** Task item **
Only the lines with the string "warn" are needed; return each of them from the entries below.

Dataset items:
:::

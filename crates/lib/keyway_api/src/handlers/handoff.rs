//! Handoff redemption handler.

use axum::Json;
use axum::extract::State;
use axum::http::HeaderMap;

use crate::AppState;
use crate::error::AppResult;
use crate::middleware::auth::bearer_token;
use crate::models::{RedeemRequest, RedeemResponse};
use crate::services::handoff;

/// `POST /auth/handoff/redeem`: exchange a one-time code for the product
/// token. Authenticated with the product's shared secret.
pub async fn redeem_handler(
    State(state): State<AppState>,
    headers: HeaderMap,
    Json(body): Json<RedeemRequest>,
) -> AppResult<Json<RedeemResponse>> {
    let resp = handoff::redeem(&state, bearer_token(&headers), body)?;
    Ok(Json(resp))
}
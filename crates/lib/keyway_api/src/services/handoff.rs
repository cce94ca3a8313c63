//! Back-channel delivery and ticket redemption.

use chrono::{Duration, Utc};
use keyway_core::config::ProductConfig;
use keyway_core::handoff::{
    HANDOFF_TTL_SECS, HandoffError, HandoffRequest, HandoffTicket, establish_session,
    generate_handoff_code, sign_assertion,
};
use keyway_core::models::IdentityClaims;
use sha2::{Digest, Sha256};
use tracing::{info, warn};

use crate::AppState;
use crate::error::{AppError, AppResult};
use crate::models::{RedeemRequest, RedeemResponse};

/// Establish a session at `product` for `identity` and return the one-time
/// code the browser carries to the product's callback.
///
/// The ticket is recorded before the product is called so that a product
/// redeeming the code from inside its session endpoint finds it. On failure
/// the ticket is discarded.
pub async fn deliver(
    state: &AppState,
    product: &ProductConfig,
    identity: &IdentityClaims,
) -> Result<String, HandoffError> {
    let secret = product
        .shared_secret
        .as_deref()
        .ok_or_else(|| HandoffError::NotConfigured(product.id.clone()))?;

    let (product_token, claims) = state
        .minter
        .mint(identity, Some(&product.id), Some(&product.id))
        .map_err(|e| HandoffError::Signing(e.to_string()))?;

    let code = generate_handoff_code();
    let now = Utc::now();
    let assertion = sign_assertion(
        identity,
        &product_token,
        &code,
        state.minter.issuer(),
        &product.id,
        secret.as_bytes(),
        now,
    )?;

    state.handoff.issue(HandoffTicket {
        code: code.clone(),
        product_id: product.id.clone(),
        product_token,
        claims,
        expires_at: now + Duration::seconds(HANDOFF_TTL_SECS),
    });

    let request = HandoffRequest {
        assertion,
        claims: identity.clone(),
        code: code.clone(),
    };
    if let Err(e) = establish_session(&state.http, product, &request, state.config.handoff_timeout).await
    {
        state.handoff.discard(&code);
        return Err(e);
    }

    info!(product_id = %product.id, "back-channel session established");
    Ok(code)
}

/// Exchange a one-time code for the product token it stands for.
///
/// The caller authenticates with its pre-shared secret as bearer token.
pub fn redeem(state: &AppState, bearer: Option<&str>, request: RedeemRequest) -> AppResult<RedeemResponse> {
    let product = state
        .config
        .product(&request.product_id)
        .ok_or_else(|| AppError::Unauthorized("Unknown product".into()))?;
    let expected = product
        .shared_secret
        .as_deref()
        .ok_or_else(|| AppError::Unauthorized("Product has no shared secret".into()))?;
    let presented = bearer.ok_or_else(|| AppError::Unauthorized("Missing authorization header".into()))?;

    // Compare fixed-length digests rather than the raw secrets.
    if Sha256::digest(presented.as_bytes()) != Sha256::digest(expected.as_bytes()) {
        warn!(product_id = %product.id, "handoff redemption with wrong shared secret");
        return Err(AppError::Unauthorized("Invalid shared secret".into()));
    }

    let ticket = state.handoff.redeem(&product.id, &request.code)?;
    info!(product_id = %product.id, sub = %ticket.claims.sub, "handoff code redeemed");
    Ok(RedeemResponse {
        token: ticket.product_token,
        claims: ticket.claims,
    })
}
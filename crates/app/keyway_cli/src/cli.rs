use clap::{Parser, Subcommand};

#[derive(Parser, Debug)]
#[command(name = "keyway", version, about = "Keyway SSO broker operator tools")]
pub struct Cli {
    #[command(subcommand)]
    pub command: Commands,
}

#[derive(Subcommand, Debug)]
pub enum Commands {
    /// Print the CLI version.
    Version,

    /// Print a fresh random signing secret suitable for `KEYWAY_SIGNING_SECRET`.
    GenerateSecret,

    /// Decode a broker token and print its claims as JSON.
    ///
    /// With a secret the signature, expiry and issuer are verified;
    /// without one the payload is only decoded.
    InspectToken {
        /// The JWT to inspect.
        token: String,

        /// Signing secret to verify against.
        #[arg(long, env = "KEYWAY_SIGNING_SECRET", hide_env_values = true)]
        secret: Option<String>,

        /// Expected issuer.
        #[arg(long, env = "KEYWAY_ISSUER", default_value = "keyway")]
        issuer: String,

        /// Product id whose scoped tokens are accepted.
        #[arg(long)]
        audience: Option<String>,
    },
}
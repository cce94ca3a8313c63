//! Authentication middleware: token extraction and verification.

use axum::http::HeaderMap;
use axum::http::header::AUTHORIZATION;
use axum::{
    extract::{Request, State},
    middleware::Next,
    response::Response,
};
use keyway_core::auth::TokenError;
use keyway_core::cookies::TOKEN_COOKIE;
use keyway_core::models::InternalClaims;

use crate::AppState;
use crate::error::AppError;
use crate::services::cookies::read_cookie;

/// Key used to store verified claims in request extensions.
#[derive(Debug, Clone)]
pub struct AuthenticatedUser(pub InternalClaims);

/// Value of an `Authorization: Bearer <token>` header.
pub fn bearer_token(headers: &HeaderMap) -> Option<&str> {
    headers
        .get(AUTHORIZATION)
        .and_then(|v| v.to_str().ok())
        .and_then(|v| v.strip_prefix("Bearer "))
        .map(str::trim)
        .filter(|t| !t.is_empty())
}

/// Locate the caller's token: bearer header, then the `keyway_token`
/// cookie, then the `token` query parameter.
pub fn extract_token(headers: &HeaderMap, query: Option<&str>) -> Option<String> {
    if let Some(token) = bearer_token(headers) {
        return Some(token.to_string());
    }
    if let Some(token) = read_cookie(headers, TOKEN_COOKIE) {
        return Some(token);
    }
    query_param(query, "token")
}

/// First non-empty value of `name` in a raw query string.
pub fn query_param(query: Option<&str>, name: &str) -> Option<String> {
    url::form_urlencoded::parse(query?.as_bytes())
        .find(|(k, v)| k == name && !v.is_empty())
        .map(|(_, v)| v.into_owned())
}

/// Verify whatever token the request carries.
///
/// With `audience`, tokens scoped to that audience are accepted as well as
/// unscoped ones; without it only unscoped broker tokens pass.
pub fn verify_request(
    state: &AppState,
    headers: &HeaderMap,
    query: Option<&str>,
    audience: Option<&str>,
) -> Result<InternalClaims, TokenError> {
    let token = extract_token(headers, query).ok_or(TokenError::Missing)?;
    match audience {
        Some(audience) => state.validator.for_audience(audience).validate(&token),
        None => state.validator.validate(&token),
    }
}

/// Axum middleware: verifies the request token and injects
/// `AuthenticatedUser` into request extensions.
pub async fn require_auth(
    State(state): State<AppState>,
    mut request: Request,
    next: Next,
) -> Result<Response, AppError> {
    let claims = verify_request(&state, request.headers(), request.uri().query(), None)?;
    request.extensions_mut().insert(AuthenticatedUser(claims));
    Ok(next.run(request).await)
}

:::

** Result for this exercise **
use tracing::{info, warn};
        warn!(product_id = %product.id, "handoff redemption with wrong shared secret");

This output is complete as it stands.